● What is needed
Where does the string "TcpStream" occur in the records? Copy each line that holds it.

(Records drawn from a dataset)
§ §

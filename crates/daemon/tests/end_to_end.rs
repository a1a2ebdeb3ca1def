// SPDX-License-Identifier: BUSL-1.1
// Copyright (c) 2026 Alfred Jean LLC

//! End-to-end broker behavior over real TCP connections.
//!
//! Each test binds an in-process server on an ephemeral port and drives it
//! with raw protocol frames.

#![allow(clippy::unwrap_used, clippy::expect_used, clippy::panic)]

use std::net::SocketAddr;
use std::path::{Path, PathBuf};
use std::time::Duration;

use relay_core::{
    read_frame, write_frame, Ack, Frame, Publish, Record, Subscribe, KIND_ACK, KIND_ERROR,
    KIND_MESSAGE, KIND_PUBLISH, KIND_SUBSCRIBE, MAX_BODY_LEN,
};
use relay_daemon::{Config, Server};
use tokio::io::AsyncWriteExt;
use tokio::net::TcpStream;
use tokio::task::JoinHandle;
use tokio::time::timeout;

const WAIT: Duration = Duration::from_secs(5);

async fn start_server(data_dir: &Path) -> (SocketAddr, JoinHandle<()>) {
    let config = Config::with_listen_addr(data_dir, "127.0.0.1:0");
    let server = Server::bind(&config).await.unwrap();
    let addr = server.local_addr().unwrap();
    let handle = tokio::spawn(server.run());
    (addr, handle)
}

async fn connect(addr: SocketAddr) -> TcpStream {
    TcpStream::connect(addr).await.unwrap()
}

async fn send_publish(stream: &mut TcpStream, topic: &str, message: &str) {
    let body = serde_json::to_vec(&Publish {
        topic: topic.to_string(),
        message: message.to_string(),
    })
    .unwrap();
    write_frame(stream, &Frame::new(KIND_PUBLISH, body)).await.unwrap();
}

async fn send_subscribe(stream: &mut TcpStream, topic: &str) {
    let body = serde_json::to_vec(&Subscribe {
        topic: topic.to_string(),
    })
    .unwrap();
    write_frame(stream, &Frame::new(KIND_SUBSCRIBE, body)).await.unwrap();
}

async fn send_ack(stream: &mut TcpStream, topic: &str, offset: i64) {
    let body = serde_json::to_vec(&Ack {
        topic: topic.to_string(),
        offset,
    })
    .unwrap();
    write_frame(stream, &Frame::new(KIND_ACK, body)).await.unwrap();
}

/// Read the next frame, failing the test if none arrives in time
async fn expect_frame(stream: &mut TcpStream) -> Frame {
    timeout(WAIT, read_frame(stream))
        .await
        .expect("timed out waiting for a frame")
        .expect("read failed")
        .expect("connection closed while waiting for a frame")
}

/// Read the next frame and decode it as a delivered record
async fn expect_record(stream: &mut TcpStream) -> Record {
    let frame = expect_frame(stream).await;
    assert_eq!(frame.kind, KIND_MESSAGE);
    serde_json::from_slice(&frame.body).unwrap()
}

/// Expect the server to close the connection without sending anything
async fn expect_clean_close(stream: &mut TcpStream) {
    let result = timeout(WAIT, read_frame(stream))
        .await
        .expect("timed out waiting for close");
    assert!(result.unwrap().is_none(), "expected close, got a frame");
}

/// Wait until `path` exists and contains `needle` — used to order actions
/// across independent connections
async fn wait_for_file_containing(path: &PathBuf, needle: &str) {
    let deadline = tokio::time::Instant::now() + WAIT;
    loop {
        if let Ok(content) = std::fs::read_to_string(path) {
            if content.contains(needle) {
                return;
            }
        }
        assert!(
            tokio::time::Instant::now() < deadline,
            "timed out waiting for {} to contain {:?}",
            path.display(),
            needle
        );
        tokio::time::sleep(Duration::from_millis(10)).await;
    }
}

#[tokio::test]
async fn publish_then_subscribe_delivers_oldest_then_next_on_ack() {
    let dir = tempfile::tempdir().unwrap();
    let (addr, _server) = start_server(dir.path()).await;

    let mut producer = connect(addr).await;
    send_publish(&mut producer, "t", "a").await;
    send_publish(&mut producer, "t", "b").await;

    // Appends are fsync'd before the broker returns, so the log on disk
    // tells us when both publishes have landed
    wait_for_file_containing(&dir.path().join("wal").join("t.log"), r#""message":"b""#).await;

    let mut consumer = connect(addr).await;
    send_subscribe(&mut consumer, "t").await;

    // Cursor 0: the oldest unacknowledged record, not the most recent
    let first = expect_record(&mut consumer).await;
    assert_eq!(first.topic, "t");
    assert_eq!(first.message, "a");
    assert_eq!(first.id, 0);

    send_ack(&mut consumer, "t", 0).await;

    let second = expect_record(&mut consumer).await;
    assert_eq!(second.message, "b");
    assert_eq!(second.id, 1);
}

#[tokio::test]
async fn subscribe_to_empty_topic_waits_for_the_first_publish() {
    let dir = tempfile::tempdir().unwrap();
    let (addr, _server) = start_server(dir.path()).await;

    let mut consumer = connect(addr).await;
    send_subscribe(&mut consumer, "empty").await;

    // The subscribe persists the cursor snapshot; once that exists the
    // subscription is installed and silence means "nothing to deliver"
    wait_for_file_containing(&dir.path().join("offsets.json"), "empty").await;
    let silent = timeout(Duration::from_millis(200), read_frame(&mut consumer)).await;
    assert!(silent.is_err(), "no frame should arrive before a publish");

    let mut producer = connect(addr).await;
    send_publish(&mut producer, "empty", "first").await;

    let record = expect_record(&mut consumer).await;
    assert_eq!(record.message, "first");
    assert_eq!(record.id, 0);
}

#[tokio::test]
async fn second_consumer_is_rejected_with_an_error_frame() {
    let dir = tempfile::tempdir().unwrap();
    let (addr, _server) = start_server(dir.path()).await;

    let mut first = connect(addr).await;
    send_subscribe(&mut first, "t").await;
    wait_for_file_containing(&dir.path().join("offsets.json"), "t").await;

    let mut second = connect(addr).await;
    send_subscribe(&mut second, "t").await;

    let frame = expect_frame(&mut second).await;
    assert_eq!(frame.kind, KIND_ERROR);
    assert_eq!(frame.body, b"topic already has a consumer");

    // The rejected connection is closed afterwards
    expect_clean_close(&mut second).await;
}

#[tokio::test]
async fn oversized_body_closes_the_connection_without_a_response() {
    let dir = tempfile::tempdir().unwrap();
    let (addr, _server) = start_server(dir.path()).await;

    let mut stream = connect(addr).await;
    let mut header = vec![KIND_PUBLISH];
    header.extend_from_slice(&(MAX_BODY_LEN + 1).to_be_bytes());
    stream.write_all(&header).await.unwrap();

    expect_clean_close(&mut stream).await;
}

#[tokio::test]
async fn unknown_kind_closes_the_connection() {
    let dir = tempfile::tempdir().unwrap();
    let (addr, _server) = start_server(dir.path()).await;

    let mut stream = connect(addr).await;
    write_frame(&mut stream, &Frame::new(0x42, Vec::new())).await.unwrap();

    expect_clean_close(&mut stream).await;
}

#[tokio::test]
async fn malformed_publish_is_dropped_but_the_connection_survives() {
    let dir = tempfile::tempdir().unwrap();
    let (addr, _server) = start_server(dir.path()).await;

    let mut stream = connect(addr).await;
    write_frame(&mut stream, &Frame::new(KIND_PUBLISH, b"not json".to_vec()))
        .await
        .unwrap();

    // Same connection keeps working: a valid publish and subscribe follow
    send_publish(&mut stream, "t", "kept").await;
    send_subscribe(&mut stream, "t").await;

    let record = expect_record(&mut stream).await;
    assert_eq!(record.message, "kept");
    assert_eq!(record.id, 0);
}

#[tokio::test]
async fn malformed_subscribe_closes_the_connection() {
    let dir = tempfile::tempdir().unwrap();
    let (addr, _server) = start_server(dir.path()).await;

    let mut stream = connect(addr).await;
    write_frame(&mut stream, &Frame::new(KIND_SUBSCRIBE, b"not json".to_vec()))
        .await
        .unwrap();

    expect_clean_close(&mut stream).await;
}

#[tokio::test]
async fn ack_offset_is_accepted_but_not_validated() {
    let dir = tempfile::tempdir().unwrap();
    let (addr, _server) = start_server(dir.path()).await;

    let mut producer = connect(addr).await;
    send_publish(&mut producer, "t", "a").await;
    send_publish(&mut producer, "t", "b").await;
    send_publish(&mut producer, "t", "c").await;
    wait_for_file_containing(&dir.path().join("wal").join("t.log"), r#""message":"c""#).await;

    let mut consumer = connect(addr).await;
    send_subscribe(&mut consumer, "t").await;
    assert_eq!(expect_record(&mut consumer).await.id, 0);

    // A nonsense offset still advances the cursor by exactly one
    send_ack(&mut consumer, "t", 999).await;
    assert_eq!(expect_record(&mut consumer).await.id, 1);

    send_ack(&mut consumer, "t", -7).await;
    assert_eq!(expect_record(&mut consumer).await.id, 2);
}

#[tokio::test]
async fn disconnect_frees_the_topic_for_a_new_consumer() {
    let dir = tempfile::tempdir().unwrap();
    let (addr, _server) = start_server(dir.path()).await;

    let mut first = connect(addr).await;
    send_subscribe(&mut first, "t").await;
    wait_for_file_containing(&dir.path().join("offsets.json"), "t").await;
    drop(first);

    // The handler releases the registry entry as the disconnect is noticed;
    // retry until the new consumer wins the topic
    let deadline = tokio::time::Instant::now() + WAIT;
    loop {
        let mut second = connect(addr).await;
        send_subscribe(&mut second, "t").await;

        let mut producer = connect(addr).await;
        send_publish(&mut producer, "t", "ping").await;

        match timeout(Duration::from_millis(200), read_frame(&mut second)).await {
            Ok(Ok(Some(frame))) if frame.kind == KIND_MESSAGE => break,
            _ => {
                assert!(
                    tokio::time::Instant::now() < deadline,
                    "topic was never released after disconnect"
                );
                tokio::time::sleep(Duration::from_millis(20)).await;
            }
        }
    }
}

#[tokio::test]
async fn cursor_survives_a_restart() {
    let dir = tempfile::tempdir().unwrap();
    let (addr, server) = start_server(dir.path()).await;

    let mut producer = connect(addr).await;
    send_publish(&mut producer, "t", "a").await;
    send_publish(&mut producer, "t", "b").await;
    wait_for_file_containing(&dir.path().join("wal").join("t.log"), r#""message":"b""#).await;

    let mut consumer = connect(addr).await;
    send_subscribe(&mut consumer, "t").await;
    assert_eq!(expect_record(&mut consumer).await.id, 0);
    send_ack(&mut consumer, "t", 0).await;
    assert_eq!(expect_record(&mut consumer).await.id, 1);

    // The ack was snapshotted; stop everything and start over the same dir
    wait_for_file_containing(&dir.path().join("offsets.json"), r#""t":1"#).await;
    drop(producer);
    drop(consumer);
    server.abort();
    let _ = server.await;

    let (addr, _server) = start_server(dir.path()).await;
    let mut consumer = connect(addr).await;
    send_subscribe(&mut consumer, "t").await;

    // Record 1 was delivered but never acknowledged: it comes again
    let record = expect_record(&mut consumer).await;
    assert_eq!(record.message, "b");
    assert_eq!(record.id, 1);
}

#[tokio::test]
async fn second_daemon_on_the_same_data_dir_is_refused() {
    let dir = tempfile::tempdir().unwrap();
    let (_addr, _server) = start_server(dir.path()).await;

    let config = Config::with_listen_addr(dir.path(), "127.0.0.1:0");
    let result = Server::bind(&config).await;
    assert!(matches!(result, Err(relay_daemon::ServerError::AlreadyRunning(_))));
}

§ §

● Result
use tokio::net::TcpStream;
async fn connect(addr: SocketAddr) -> TcpStream {
    TcpStream::connect(addr).await.unwrap()
async fn send_publish(stream: &mut TcpStream, topic: &str, message: &str) {
async fn send_subscribe(stream: &mut TcpStream, topic: &str) {
async fn send_ack(stream: &mut TcpStream, topic: &str, offset: i64) {
async fn expect_frame(stream: &mut TcpStream) -> Frame {
async fn expect_record(stream: &mut TcpStream) -> Record {
async fn expect_clean_close(stream: &mut TcpStream) {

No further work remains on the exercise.